### Work instruction
Each line below that contains "applied" should be counted. Give only the total.

-------- Exercise material --------

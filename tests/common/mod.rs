use std::sync::atomic::{AtomicBool, AtomicUsize, Ordering};
use std::sync::Mutex;

use async_trait::async_trait;
use realtime_cms::database::error::internal_error;
use realtime_cms::database::{
    DatabaseBackend, DatabaseResult, QueryParams, TransactionOutcome, TransactionUpdate,
};
use serde_json::{Map, Value};

/// Store whose reads can be switched to fail while writes keep working.
#[derive(Default)]
pub struct FlakyBackend {
    data: Mutex<Value>,
    failing_reads: AtomicBool,
    writes: AtomicUsize,
}

#[allow(dead_code)]
impl FlakyBackend {
    pub fn fail_reads(&self, failing: bool) {
        self.failing_reads.store(failing, Ordering::SeqCst);
    }

    pub fn write_count(&self) -> usize {
        self.writes.load(Ordering::SeqCst)
    }

    pub fn value_at(&self, path: &[&str]) -> Value {
        let data = self.data.lock().unwrap();
        let mut current = &*data;
        for segment in path {
            match current.get(*segment) {
                Some(child) => current = child,
                None => return Value::Null,
            }
        }
        current.clone()
    }

    fn store(&self, path: &[String], value: Value) {
        self.writes.fetch_add(1, Ordering::SeqCst);
        let mut data = self.data.lock().unwrap();
        let mut current = &mut *data;
        for segment in path {
            if !current.is_object() {
                *current = Value::Object(Map::new());
            }
            current = current
                .as_object_mut()
                .map(|object| object.entry(segment.clone()).or_insert(Value::Null))
                .unwrap();
        }
        *current = value;
    }
}

#[async_trait]
impl DatabaseBackend for FlakyBackend {
    async fn get(&self, path: &[String], _params: &QueryParams) -> DatabaseResult<Value> {
        if self.failing_reads.load(Ordering::SeqCst) {
            return Err(internal_error("Read failed"));
        }
        let segments: Vec<&str> = path.iter().map(String::as_str).collect();
        Ok(self.value_at(&segments))
    }

    async fn set(&self, path: &[String], value: Value) -> DatabaseResult<()> {
        self.store(path, value);
        Ok(())
    }

    async fn update(
        &self,
        _base_path: &[String],
        updates: Vec<(Vec<String>, Value)>,
    ) -> DatabaseResult<()> {
        for (path, value) in updates {
            self.store(&path, value);
        }
        Ok(())
    }

    async fn delete(&self, path: &[String]) -> DatabaseResult<()> {
        self.store(path, Value::Null);
        Ok(())
    }

    async fn transaction(
        &self,
        path: &[String],
        update: TransactionUpdate<'_>,
    ) -> DatabaseResult<TransactionOutcome> {
        let segments: Vec<&str> = path.iter().map(String::as_str).collect();
        let current = self.value_at(&segments);
        match update(current.clone()) {
            Some(value) => {
                self.store(path, value.clone());
                Ok(TransactionOutcome {
                    committed: true,
                    value,
                })
            }
            None => Ok(TransactionOutcome {
                committed: false,
                value: current,
            }),
        }
    }
}
use serde_json::{Map, Value};

use crate::cms::error::{invalid_options, CmsResult};

/// Filter options in the order they are applied to a query.
#[derive(Clone, Copy, Debug, PartialEq, Eq)]
pub enum FilterKey {
    LimitToFirst,
    LimitToLast,
    StartAt,
    EndAt,
    EqualTo,
}

impl FilterKey {
    pub const ORDER: [FilterKey; 5] = [
        FilterKey::LimitToFirst,
        FilterKey::LimitToLast,
        FilterKey::StartAt,
        FilterKey::EndAt,
        FilterKey::EqualTo,
    ];

    pub fn as_str(&self) -> &'static str {
        match self {
            FilterKey::LimitToFirst => "limitToFirst",
            FilterKey::LimitToLast => "limitToLast",
            FilterKey::StartAt => "startAt",
            FilterKey::EndAt => "endAt",
            FilterKey::EqualTo => "equalTo",
        }
    }
}

/// Ordering, filtering and projection requested for a read or subscription.
///
/// At most one ordering is applied, with `order_by_child` taking precedence
/// over `order_by_value`, which takes precedence over `order_by_key`.
/// `order_by_child` is kept as a raw JSON value so that malformed directives
/// coming from [`QueryOptions::from_value`] can be reported when the query is
/// built.
#[derive(Clone, Debug, Default, PartialEq)]
pub struct QueryOptions {
    pub order_by_child: Option<Value>,
    pub order_by_value: bool,
    pub order_by_key: bool,
    pub limit_to_first: Option<u32>,
    pub limit_to_last: Option<u32>,
    pub start_at: Option<Value>,
    pub end_at: Option<Value>,
    pub equal_to: Option<Value>,
    pub fields: Option<Vec<String>>,
}

impl QueryOptions {
    pub fn new() -> Self {
        Self::default()
    }

    /// Reads options from a JSON object using the camelCase option names
    /// (`orderByChild`, `limitToFirst`, `fields`, ...). Unknown keys are
    /// ignored; `null` and a missing object both mean "no options".
    pub fn from_value(value: &Value) -> CmsResult<Self> {
        let map = match value {
            Value::Null => return Ok(Self::default()),
            Value::Object(map) => map,
            other => {
                return Err(invalid_options(
                    "options",
                    format!("expected an object, got {other}"),
                ))
            }
        };

        Ok(Self {
            order_by_child: map.get("orderByChild").filter(|v| !v.is_null()).cloned(),
            order_by_value: map.get("orderByValue").is_some_and(is_truthy),
            order_by_key: map.get("orderByKey").is_some_and(is_truthy),
            limit_to_first: read_limit(map, FilterKey::LimitToFirst)?,
            limit_to_last: read_limit(map, FilterKey::LimitToLast)?,
            start_at: map.get(FilterKey::StartAt.as_str()).cloned(),
            end_at: map.get(FilterKey::EndAt.as_str()).cloned(),
            equal_to: map.get(FilterKey::EqualTo.as_str()).cloned(),
            fields: map.get("fields").and_then(read_fields),
        })
    }

    pub fn order_by_child(mut self, path: impl Into<String>) -> Self {
        self.order_by_child = Some(Value::String(path.into()));
        self
    }

    pub fn order_by_value(mut self) -> Self {
        self.order_by_value = true;
        self
    }

    pub fn order_by_key(mut self) -> Self {
        self.order_by_key = true;
        self
    }

    pub fn limit_to_first(mut self, limit: u32) -> Self {
        self.limit_to_first = Some(limit);
        self
    }

    pub fn limit_to_last(mut self, limit: u32) -> Self {
        self.limit_to_last = Some(limit);
        self
    }

    pub fn start_at(mut self, value: impl Into<Value>) -> Self {
        self.start_at = Some(value.into());
        self
    }

    pub fn end_at(mut self, value: impl Into<Value>) -> Self {
        self.end_at = Some(value.into());
        self
    }

    pub fn equal_to(mut self, value: impl Into<Value>) -> Self {
        self.equal_to = Some(value.into());
        self
    }

    pub fn fields<I, S>(mut self, fields: I) -> Self
    where
        I: IntoIterator<Item = S>,
        S: Into<String>,
    {
        self.fields = Some(fields.into_iter().map(Into::into).collect());
        self
    }

    pub fn has_ordering(&self) -> bool {
        self.order_by_child.is_some() || self.order_by_value || self.order_by_key
    }

    pub fn has_filters(&self) -> bool {
        FilterKey::ORDER.iter().any(|key| self.has_filter(*key))
    }

    pub fn has_filter(&self, key: FilterKey) -> bool {
        match key {
            FilterKey::LimitToFirst => self.limit_to_first.is_some(),
            FilterKey::LimitToLast => self.limit_to_last.is_some(),
            FilterKey::StartAt => self.start_at.is_some(),
            FilterKey::EndAt => self.end_at.is_some(),
            FilterKey::EqualTo => self.equal_to.is_some(),
        }
    }
}

fn is_truthy(value: &Value) -> bool {
    match value {
        Value::Null => false,
        Value::Bool(flag) => *flag,
        Value::Number(number) => number.as_f64().is_some_and(|n| n != 0.0),
        Value::String(text) => !text.is_empty(),
        Value::Array(_) | Value::Object(_) => true,
    }
}

fn read_limit(map: &Map<String, Value>, key: FilterKey) -> CmsResult<Option<u32>> {
    match map.get(key.as_str()) {
        None | Some(Value::Null) => Ok(None),
        Some(value) => value
            .as_u64()
            .and_then(|limit| u32::try_from(limit).ok())
            .map(Some)
            .ok_or_else(|| {
                invalid_options(
                    key.as_str(),
                    format!("expected a non-negative integer, got {value}"),
                )
            }),
    }
}

fn read_fields(value: &Value) -> Option<Vec<String>> {
    value
        .as_array()?
        .iter()
        .map(|field| field.as_str().map(str::to_string))
        .collect()
}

--------

### Answer to this task
2